According to the report of VARs, from the beginning of 2022 to the end of the first quarter of 2023, the market is always in a state of "thirst" for supply, especially the supply of affordable housing, in line with the financial ability of the majority of people. people.
Mr. Nguyen Van Dinh, Chairman of VARs assessed: "Poverty, unattractive, shortage" are the correct words to describe the current supply situation in the past time.
Specifically, in 2022, the supply to the market will reach about 48.500 products, just over 20% of the supply in 2018 (the year before the COVID-19 pandemic). The supply structure is mainly high-end products with great value.
In the first quarter of 2023, the supply to the market reached about 25.000 products, mainly inventory from previously launched projects.
Not only decreased supply, demand also decreased. Rarely does the real estate market have a state of absence of customers. Mr. Dinh analyzed that there are a number of factors leading to this phenomenon.
For example, the product is poor, mostly from old projects. Not attractive enough to customers. High and attractive deposit interest rates, attracting customers' idle money into the banking channel.
In addition, customers' confidence in the real estate market is declining, difficulties in getting loans, and a large number of customers have financial difficulties due to the general economic situation.

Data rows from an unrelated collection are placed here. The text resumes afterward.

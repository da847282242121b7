//! Smoke test — entry points, determinism, and a fully featured document

mod common;

use common::*;
use flowspec::Validator;
use pretty_assertions::assert_eq;
use serde_json::json;
use std::io::Write;

/// A document exercising every entity kind at once.
fn full_document() -> serde_json::Value {
    let mut schema = basic_schema_with_actions(3);
    schema["terms"] = json!([
        {"name": "promise", "description": "a typed placeholder for a future object"},
    ]);
    push(&mut schema, "parties", json!({"id": 1, "name": "Auditor", "hex_code": "#0366d6"}));
    push(&mut schema, "checkpoints", checkpoint(0, "depends-on-0", 1));
    schema["thread_groups"] = json!([{
        "id": 0,
        "description": "one thread per tracked number",
        "depends_on": "checkpoint:{depends-on-0}",
        "spawn": {"foreach": "object_promise:0.numbers", "as": "$number"},
    }]);
    schema["actions"][1]["context"] = json!("thread_group:0");
    schema["object_promises"][1]["context"] = json!("thread_group:0");
    schema["actions"][1]["party"] = json!("party:{Auditor}");
    schema["actions"][1]["milestones"] = json!(["REAL"]);
    schema["actions"][2]["depends_on"] = json!("checkpoint:{depends-on-0}");
    schema["actions"][2]["steps"] = json!([
        {"title": "Review", "description": "check the numbers"},
    ]);
    schema["actions"][2]["pipeline"] = json!({
        "object_promise": "object_promise:2",
        "variables": [
            {"name": "$total", "type": "NUMERIC", "initial": 0},
        ],
        "traverse": [{
            "ref": "object_promise:0.objects",
            "foreach": {
                "as": "$obj",
                "apply": [
                    {"from": "$obj.number", "method": "ADD", "to": "$total"},
                ],
            },
        }],
        "output": [
            {"from": "$total", "to": "number"},
        ],
    });
    schema
}

#[test]
fn smoke_test_full_document_is_valid() {
    let report = validate(&full_document());
    assert!(report.is_valid(), "{:?}", report.errors);
    assert!(report.warnings.is_empty(), "{:?}", report.warnings);
}

#[test]
fn smoke_test_determinism() {
    let mut schema = full_document();
    // introduce a handful of unrelated defects
    schema["actions"][0]["party"] = json!("party:{Nobody}");
    schema["object_promises"][1]["object_type"] = json!("Unknown");
    push(&mut schema, "checkpoints", checkpoint(1, "unreferenced", 1));

    let first = validate(&schema);
    let second = validate(&schema);
    assert_eq!(first.errors, second.errors);
    assert_eq!(first.warnings, second.warnings);
    assert!(!first.errors.is_empty());
}

#[test]
fn smoke_test_json_and_yaml_agree() {
    let document = full_document();
    let json_text = serde_json::to_string(&document).unwrap();
    let yaml_text = serde_norway::to_string(&document).unwrap();

    let mut validator = Validator::new();
    let from_json = validator.validate_json_str(&json_text).unwrap();
    let from_yaml = validator.validate_yaml_str(&yaml_text).unwrap();
    assert_eq!(from_json.errors, from_yaml.errors);
    assert_eq!(from_json.warnings, from_yaml.warnings);
}

#[test]
fn smoke_test_file_entry_point() {
    let document = full_document();

    let mut json_file = tempfile::Builder::new().suffix(".json").tempfile().unwrap();
    json_file
        .write_all(serde_json::to_string(&document).unwrap().as_bytes())
        .unwrap();
    let mut yaml_file = tempfile::Builder::new().suffix(".yaml").tempfile().unwrap();
    yaml_file
        .write_all(serde_norway::to_string(&document).unwrap().as_bytes())
        .unwrap();

    let mut validator = Validator::new();
    assert!(validator.validate_file(json_file.path()).unwrap().is_valid());
    assert!(validator.validate_file(yaml_file.path()).unwrap().is_valid());
}

#[test]
fn smoke_test_invalid_json_is_a_carrier_error() {
    let mut validator = Validator::new();
    assert!(validator.validate_json_str("{not json").is_err());
}

#[test]
fn smoke_test_next_action_id() {
    let mut validator = Validator::new();
    let mut schema = basic_schema_with_actions(3);
    assert_eq!(validator.next_action_id(&schema).unwrap(), 3);
    assert_eq!(validator.action_ids(&schema).unwrap(), vec![0, 1, 2]);

    // skipped ids are not reused
    schema["actions"][2]["id"] = json!(7);
    schema["object_promises"][2]["id"] = json!(7);
    schema["actions"][2]["object_promise"] = json!("object_promise:7");
    assert_eq!(validator.next_action_id(&schema).unwrap(), 8);

    // an invalid document refuses to answer
    schema["actions"][2]["party"] = json!("party:{Nobody}");
    assert!(matches!(
        validator.next_action_id(&schema),
        Err(flowspec::Error::Document(_))
    ));
}

#[test]
fn smoke_test_report_display() {
    let mut schema = basic_schema_with_actions(1);
    schema["actions"][0]["pipeline"] = json!({
        "object_promise": "object_promise:0",
        "variables": [
            {"name": "$unused", "type": "NUMERIC", "initial": 0},
        ],
        "output": [],
    });
    let report = validate(&schema);
    assert!(report.is_valid());

    let rendered = report.to_string();
    assert!(rendered.contains("WARNINGS:"));
    assert!(rendered.contains("variable declared but not used"));
}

Chairman of VARs said that the real estate market has shown signs of "weakening" since the beginning of 2022. This situation has continued to remain until now.
“The lack of suitable supply, coupled with weak cash flow and reduced confidence, makes the transaction volume in 2022 and Q1/2023 all tend to go down,” Dinh said.
In which, the overall absorption rate of the whole market in 2022 will reach about 39%, equivalent to 19.000 transactions, only 17% of the transaction volume of 2018.
Similarly, the overall absorption rate of the whole market in the first quarter of 1 was only about 2023%, equivalent to more than 11 transactions, down more than 2.700% compared to the same period in 50.
Some people think that the real estate market will have a recovery momentum in the second half of the second quarter of 2023, thanks to the solutions to remove difficulties issued by the Government. Besides, commercial banks also simultaneously reduced interest rates, which is also expected to become a supporting factor for the market.
However, until June 6, the market is still quite quiet, the trading volume is still low, partly because there is no reasonable product to supply in the market.
Nguyen Trung Tuan, a real estate expert, said: Gone are the days of "surfing" real estate.
“Currently, in order for the real estate market to "heat up", it is necessary to have enough goods to supply to the market. This source of goods must be products that the market needs, which are affordable apartments and project land, "said Mr. Tuan.
However, in the context that new projects are approved very little, large investors are "running out of money", it is clear that it is difficult for the market to recover.
"Expecting the market to recover this year is very difficult, at least 1-2 years from now, when new projects are built, then the real estate market will have momentum," Mr. Tuan shared.